WHAT THE TASK ASKS — Reproduce the entries shown below only from the line with "on user records" down to the line with "pub struct Argon2Hasher", keeping both end lines and copying each one exactly.

* * * * *

use serde::{Deserialize, Serialize};

use crate::domain::storage::{StorageEntity, StorageKey};

#[derive(Debug, Clone, Copy, PartialEq, Eq, Hash, PartialOrd, Ord, Serialize, Deserialize)]
#[serde(transparent)]
pub struct DocumentTypeId(i32);

impl DocumentTypeId {
    pub fn new(id: i32) -> Self {
        Self(id)
    }

    pub fn value(&self) -> i32 {
        self.0
    }
}

impl std::fmt::Display for DocumentTypeId {
    fn fmt(&self, f: &mut std::fmt::Formatter<'_>) -> std::fmt::Result {
        write!(f, "{}", self.0)
    }
}

impl StorageKey for DocumentTypeId {
    fn storage_key(&self) -> String {
        self.0.to_string()
    }
}

/// Kind of identification document a user id refers to (citizen card, passport, ...)
#[derive(Debug, Clone, PartialEq, Eq, Serialize, Deserialize)]
pub struct DocumentType {
    id: DocumentTypeId,
    name: String,
}

impl DocumentType {
    pub fn new(id: DocumentTypeId, name: impl Into<String>) -> Self {
        Self {
            id,
            name: name.into(),
        }
    }

    pub fn id(&self) -> DocumentTypeId {
        self.id
    }

    pub fn name(&self) -> &str {
        &self.name
    }
}

impl StorageEntity for DocumentType {
    type Key = DocumentTypeId;
    const KIND: &'static str = "document type";

    fn key(&self) -> &Self::Key {
        &self.id
    }
}
//! Role domain

mod entity;

pub use entity::{Role, RoleId};
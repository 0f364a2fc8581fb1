//! User service: registration, profile changes and order lookups

use std::sync::Arc;

use tracing::{debug, info, warn};

use crate::domain::storage::Storage;
use crate::domain::user::{
    PasswordChangeRequest, User, UserCandidate, UserId, UserPatch, UserRepository, UserStatus,
    DEFAULT_AREA_CODE,
};
use crate::domain::{DocumentType, DomainError, Order, Role, RoleId, DocumentTypeId};

use super::password::PasswordHasher;

/// Storage for the entities users reference by id
#[derive(Debug, Clone)]
pub struct ReferenceStores {
    pub roles: Arc<dyn Storage<Role>>,
    pub document_types: Arc<dyn Storage<DocumentType>>,
    pub orders: Arc<dyn Storage<Order>>,
}

/// User service orchestrating validation, reference checks and persistence.
///
/// Nothing cascades: every multi-entity write is an explicit call here.
#[derive(Debug)]
pub struct UserService<R: UserRepository + ?Sized, H: PasswordHasher + ?Sized> {
    repository: Arc<R>,
    hasher: Arc<H>,
    references: ReferenceStores,
    default_area_code: String,
}

/// Service type used when the backends are picked at runtime
pub type DynUserService = UserService<dyn UserRepository, dyn PasswordHasher>;

impl<R: UserRepository + ?Sized, H: PasswordHasher + ?Sized> UserService<R, H> {
    pub fn new(repository: Arc<R>, hasher: Arc<H>, references: ReferenceStores) -> Self {
        Self {
            repository,
            hasher,
            references,
            default_area_code: DEFAULT_AREA_CODE.to_string(),
        }
    }

    /// Use a different area code for candidates that leave it out
    pub fn with_default_area_code(mut self, area_code: impl Into<String>) -> Self {
        self.default_area_code = area_code.into();
        self
    }

    pub fn references(&self) -> &ReferenceStores {
        &self.references
    }

    /// Register a new user.
    ///
    /// Applies defaults, validates, checks the role and document type exist,
    /// hashes the password if one was given, then stores the record. Storage
    /// conflicts come back unchanged as `DuplicateKey`.
    pub async fn register(&self, candidate: UserCandidate) -> Result<User, DomainError> {
        let candidate = candidate.with_default_area_code(&self.default_area_code);
        let mut user = candidate.validate().map_err(DomainError::invalid_fields)?;

        self.ensure_references(user.role_id(), user.document_type_id())
            .await?;

        if let Some(password) = candidate.password.as_deref().filter(|p| !p.is_empty()) {
            user.set_password_hash(self.hasher.hash(password)?);
        }

        let user = self.repository.create(user).await?;
        info!(user_id = %user.id(), status = %user.status(), "User registered");

        Ok(user)
    }

    pub async fn get(&self, id: &str) -> Result<Option<User>, DomainError> {
        let user_id = parse_id(id)?;
        self.repository.get(&user_id).await
    }

    /// Look up by email; surrounding whitespace is ignored, as it is on registration
    pub async fn get_by_email(&self, email: &str) -> Result<Option<User>, DomainError> {
        self.repository.get_by_email(email.trim()).await
    }

    pub async fn list(&self, status: Option<UserStatus>) -> Result<Vec<User>, DomainError> {
        self.repository.list(status).await
    }

    pub async fn count(&self, status: Option<UserStatus>) -> Result<usize, DomainError> {
        self.repository.count(status).await
    }

    /// Apply a profile patch; the merged record goes through every field rule again
    pub async fn update_profile(&self, id: &str, patch: UserPatch) -> Result<User, DomainError> {
        let mut user = self.require(id).await?;
        let role_changed = patch.role_id.is_some_and(|r| r != user.role_id());
        let document_changed = patch
            .document_type_id
            .is_some_and(|d| d != user.document_type_id());

        user.apply_patch(patch).map_err(DomainError::invalid_fields)?;

        if role_changed || document_changed {
            self.ensure_references(user.role_id(), user.document_type_id())
                .await?;
        }

        let user = self.repository.update(&user).await?;
        debug!(user_id = %user.id(), "User profile updated");

        Ok(user)
    }

    pub async fn activate(&self, id: &str) -> Result<User, DomainError> {
        self.set_status(id, UserStatus::Active).await
    }

    pub async fn deactivate(&self, id: &str) -> Result<User, DomainError> {
        self.set_status(id, UserStatus::Inactive).await
    }

    async fn set_status(&self, id: &str, status: UserStatus) -> Result<User, DomainError> {
        let mut user = self.require(id).await?;
        user.set_status(status);

        let user = self.repository.update(&user).await?;
        info!(user_id = %user.id(), status = %status, "User status changed");

        Ok(user)
    }

    /// Validate a password change request and store the new hash
    pub async fn change_password(
        &self,
        id: &str,
        request: PasswordChangeRequest,
    ) -> Result<User, DomainError> {
        request.validate().map_err(DomainError::invalid_fields)?;

        let mut user = self.require(id).await?;
        user.set_password_hash(self.hasher.hash(&request.password)?);

        let user = self.repository.update(&user).await?;
        info!(user_id = %user.id(), "User password changed");

        Ok(user)
    }

    /// Check a plain-text password against the stored hash
    pub async fn verify_password(&self, id: &str, password: &str) -> Result<bool, DomainError> {
        let user = self.require(id).await?;

        Ok(user
            .password_hash()
            .is_some_and(|hash| self.hasher.verify(password, hash)))
    }

    /// Delete the user record only; the user's orders are left in place
    pub async fn delete(&self, id: &str) -> Result<bool, DomainError> {
        let user_id = parse_id(id)?;
        let deleted = self.repository.delete(&user_id).await?;

        if deleted {
            info!(user_id = %user_id, "User deleted");
        }

        Ok(deleted)
    }

    /// Orders that reference the user, oldest first
    pub async fn orders(&self, id: &str) -> Result<Vec<Order>, DomainError> {
        let user_id = parse_id(id)?;

        let mut orders: Vec<Order> = self
            .references
            .orders
            .list()
            .await?
            .into_iter()
            .filter(|order| order.user_id() == &user_id)
            .collect();

        orders.sort_by_key(|order| order.created_at());
        Ok(orders)
    }

    /// Store an order after checking the user it references exists
    pub async fn place_order(&self, order: Order) -> Result<Order, DomainError> {
        if !self.repository.exists(order.user_id()).await? {
            warn!(user_id = %order.user_id(), "Order references unknown user");
            return Err(DomainError::reference_not_found("user", order.user_id()));
        }

        let order = self.references.orders.create(order).await?;
        debug!(order_id = %order.id(), user_id = %order.user_id(), "Order placed");

        Ok(order)
    }

    async fn require(&self, id: &str) -> Result<User, DomainError> {
        let user_id = parse_id(id)?;

        self.repository
            .get(&user_id)
            .await?
            .ok_or_else(|| DomainError::not_found(format!("User '{}' not found", user_id)))
    }

    async fn ensure_references(
        &self,
        role_id: RoleId,
        document_type_id: DocumentTypeId,
    ) -> Result<(), DomainError> {
        if !self.references.roles.exists(&role_id).await? {
            return Err(DomainError::reference_not_found("role", role_id));
        }

        if !self
            .references
            .document_types
            .exists(&document_type_id)
            .await?
        {
            return Err(DomainError::reference_not_found(
                "document type",
                document_type_id,
            ));
        }

        Ok(())
    }
}
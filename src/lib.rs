//! User Registry
//!
//! User records with field validation, uniqueness enforced by storage and
//! explicit service-level handling of roles, document types and orders:
//! - In-memory and PostgreSQL storage backends
//! - Argon2 password hashing
//! - CLI for validating candidates and importing seed data

pub mod cli;
pub mod config;
pub mod domain;
pub mod infrastructure;

pub use config::AppConfig;

use std::sync::Arc;

use domain::storage::Storage;
use domain::{DocumentType, DomainError, Order, Role, UserRepository};
use infrastructure::storage::{connect_pool, StorageConfig, StorageFactory};
use infrastructure::user::{
    Argon2Hasher, DynUserService, InMemoryUserRepository, PasswordHasher, PostgresUserRepository,
    ReferenceStores, UserService,
};
use tracing::info;

/// Create the user service on the configured storage backend
pub async fn create_user_service(config: &AppConfig) -> Result<DynUserService, DomainError> {
    config.registration.validate()?;
    let storage = config.storage.resolve()?;
    info!("Storage backend: {:?}", storage.storage_type());

    let (repository, references): (Arc<dyn UserRepository>, ReferenceStores) = match storage {
        StorageConfig::InMemory => (
            Arc::new(InMemoryUserRepository::new()),
            ReferenceStores {
                roles: StorageFactory::create_in_memory(Vec::new()),
                document_types: StorageFactory::create_in_memory(Vec::new()),
                orders: StorageFactory::create_in_memory(Vec::new()),
            },
        ),
        StorageConfig::Postgres(pg_config) => {
            info!("Connecting to PostgreSQL...");
            let pool = connect_pool(&pg_config).await?;
            info!("PostgreSQL connection established");

            let repository = PostgresUserRepository::new(pool.clone());
            repository.ensure_schema().await?;

            let roles: Arc<dyn Storage<Role>> =
                StorageFactory::create_postgres_with_pool(pool.clone(), "roles").await?;
            let document_types: Arc<dyn Storage<DocumentType>> =
                StorageFactory::create_postgres_with_pool(pool.clone(), "document_types").await?;
            let orders: Arc<dyn Storage<Order>> =
                StorageFactory::create_postgres_with_pool(pool, "orders").await?;

            (
                Arc::new(repository),
                ReferenceStores {
                    roles,
                    document_types,
                    orders,
                },
            )
        }
    };

    let hasher: Arc<dyn PasswordHasher> = Arc::new(Argon2Hasher::with_params(
        config.password.memory_kib,
        config.password.iterations,
        config.password.parallelism,
    )?);

    Ok(UserService::new(repository, hasher, references)
        .with_default_area_code(config.registration.default_area_code.clone()))
}
//! Order domain

mod entity;

pub use entity::{Order, OrderId};
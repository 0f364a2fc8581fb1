//! Password hashing with Argon2

use argon2::{
    password_hash::{rand_core::OsRng, PasswordHash, PasswordHasher as _, PasswordVerifier, SaltString},
    Algorithm, Argon2, Params, Version,
};
use std::fmt::Debug;

use crate::domain::DomainError;

/// Turns plain-text passwords into the hashes stored on user records
pub trait PasswordHasher: Send + Sync + Debug {
    fn hash(&self, password: &str) -> Result<String, DomainError>;

    /// Check a plain-text password against a stored hash; malformed hashes never match
    fn verify(&self, password: &str, hash: &str) -> bool;
}

/// Argon2id hasher
#[derive(Debug, Clone)]
pub struct Argon2Hasher {
    params: Params,
}

impl Default for Argon2Hasher {
    fn default() -> Self {
        Self {
            params: Params::default(),
        }
    }
}

impl Argon2Hasher {
    pub fn new() -> Self {
        Self::default()
    }

    /// Hasher with explicit cost parameters (memory in KiB)
    pub fn with_params(memory_kib: u32, iterations: u32, parallelism: u32) -> Result<Self, DomainError> {
        let params = Params::new(memory_kib, iterations, parallelism, None)
            .map_err(|e| DomainError::configuration(format!("Invalid Argon2 parameters: {}", e)))?;

        Ok(Self { params })
    }

    fn argon2(&self) -> Argon2<'static> {
        Argon2::new(Algorithm::Argon2id, Version::V0x13, self.params.clone())
    }
}

impl PasswordHasher for Argon2Hasher {
    fn hash(&self, password: &str) -> Result<String, DomainError> {
        let salt = SaltString::generate(&mut OsRng);

        self.argon2()
            .hash_password(password.as_bytes(), &salt)
            .map(|hash| hash.to_string())
            .map_err(|e| DomainError::internal(format!("Failed to hash password: {}", e)))
    }

    fn verify(&self, password: &str, hash: &str) -> bool {
        let Ok(parsed_hash) = PasswordHash::new(hash) else {
            return false;
        };

        // Parameters are read from the hash itself
        self.argon2()
            .verify_password(password.as_bytes(), &parsed_hash)
            .is_ok()
    }
}
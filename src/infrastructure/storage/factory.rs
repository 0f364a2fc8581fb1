//! Storage factory for runtime storage selection

use std::sync::Arc;

use sqlx::PgPool;

use crate::domain::storage::{Storage, StorageEntity};
use crate::domain::DomainError;

use super::in_memory::InMemoryStorage;
use super::postgres::{PostgresConfig, PostgresStorage};

/// Supported storage types
#[derive(Debug, Clone, Copy, PartialEq, Eq)]
pub enum StorageType {
    /// In-memory storage (for testing/development)
    InMemory,
    /// PostgreSQL storage
    Postgres,
}

impl StorageType {
    pub fn parse(s: &str) -> Option<Self> {
        match s.to_lowercase().as_str() {
            "memory" | "inmemory" | "in-memory" | "in_memory" => Some(Self::InMemory),
            "postgres" | "postgresql" | "pg" => Some(Self::Postgres),
            _ => None,
        }
    }
}

/// Storage configuration
#[derive(Debug, Clone)]
pub enum StorageConfig {
    InMemory,
    Postgres(PostgresConfig),
}

impl StorageConfig {
    pub fn in_memory() -> Self {
        Self::InMemory
    }

    pub fn postgres(config: PostgresConfig) -> Self {
        Self::Postgres(config)
    }

    pub fn storage_type(&self) -> StorageType {
        match self {
            Self::InMemory => StorageType::InMemory,
            Self::Postgres(_) => StorageType::Postgres,
        }
    }
}

/// Factory for creating storage instances
#[derive(Debug)]
pub struct StorageFactory;

impl StorageFactory {
    /// Creates an in-memory storage seeded with entities
    pub fn create_in_memory<E>(entities: Vec<E>) -> Arc<dyn Storage<E>>
    where
        E: StorageEntity + 'static,
    {
        Arc::new(InMemoryStorage::with_entities(entities))
    }

    /// Creates a PostgreSQL storage on an existing pool, creating its table if needed
    pub async fn create_postgres_with_pool<E>(
        pool: PgPool,
        table_name: &str,
    ) -> Result<Arc<dyn Storage<E>>, DomainError>
    where
        E: StorageEntity + 'static,
    {
        let storage = PostgresStorage::<E>::new(pool, table_name);
        storage.ensure_table().await?;
        Ok(Arc::new(storage))
    }
}
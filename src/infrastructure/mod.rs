//! Infrastructure layer - storage backends, password hashing and services

pub mod logging;
pub mod storage;
pub mod user;
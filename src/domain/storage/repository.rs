//! Generic storage trait

use std::fmt::Debug;

use async_trait::async_trait;

use crate::domain::DomainError;

use super::entity::StorageEntity;

/// Keyed CRUD storage for reference entities (roles, document types, orders)
#[async_trait]
pub trait Storage<E>: Send + Sync + Debug
where
    E: StorageEntity + 'static,
{
    /// Retrieves an entity by its key
    async fn get(&self, key: &E::Key) -> Result<Option<E>, DomainError>;

    /// Retrieves all entities
    async fn list(&self) -> Result<Vec<E>, DomainError>;

    /// Creates a new entity, fails with `DuplicateKey` if the key is taken
    async fn create(&self, entity: E) -> Result<E, DomainError>;

    /// Updates an existing entity, returns error if not found
    async fn update(&self, entity: E) -> Result<E, DomainError>;

    /// Saves an entity (creates if not exists, updates if exists)
    async fn save(&self, entity: E) -> Result<E, DomainError> {
        if self.exists(entity.key()).await? {
            self.update(entity).await
        } else {
            self.create(entity).await
        }
    }

    /// Deletes an entity by its key, returns true if deleted
    async fn delete(&self, key: &E::Key) -> Result<bool, DomainError>;

    /// Checks if an entity exists by its key
    async fn exists(&self, key: &E::Key) -> Result<bool, DomainError> {
        Ok(self.get(key).await?.is_some())
    }

    /// Returns the count of entities
    async fn count(&self) -> Result<usize, DomainError> {
        Ok(self.list().await?.len())
    }

    /// Clears all entities
    async fn clear(&self) -> Result<(), DomainError>;
}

* * * * *

ANSWER TO THIS PROBLEM —
/// Turns plain-text passwords into the hashes stored on user records
pub trait PasswordHasher: Send + Sync + Debug {
    fn hash(&self, password: &str) -> Result<String, DomainError>;

    /// Check a plain-text password against a stored hash; malformed hashes never match
    fn verify(&self, password: &str, hash: &str) -> bool;
}

/// Argon2id hasher
#[derive(Debug, Clone)]
pub struct Argon2Hasher {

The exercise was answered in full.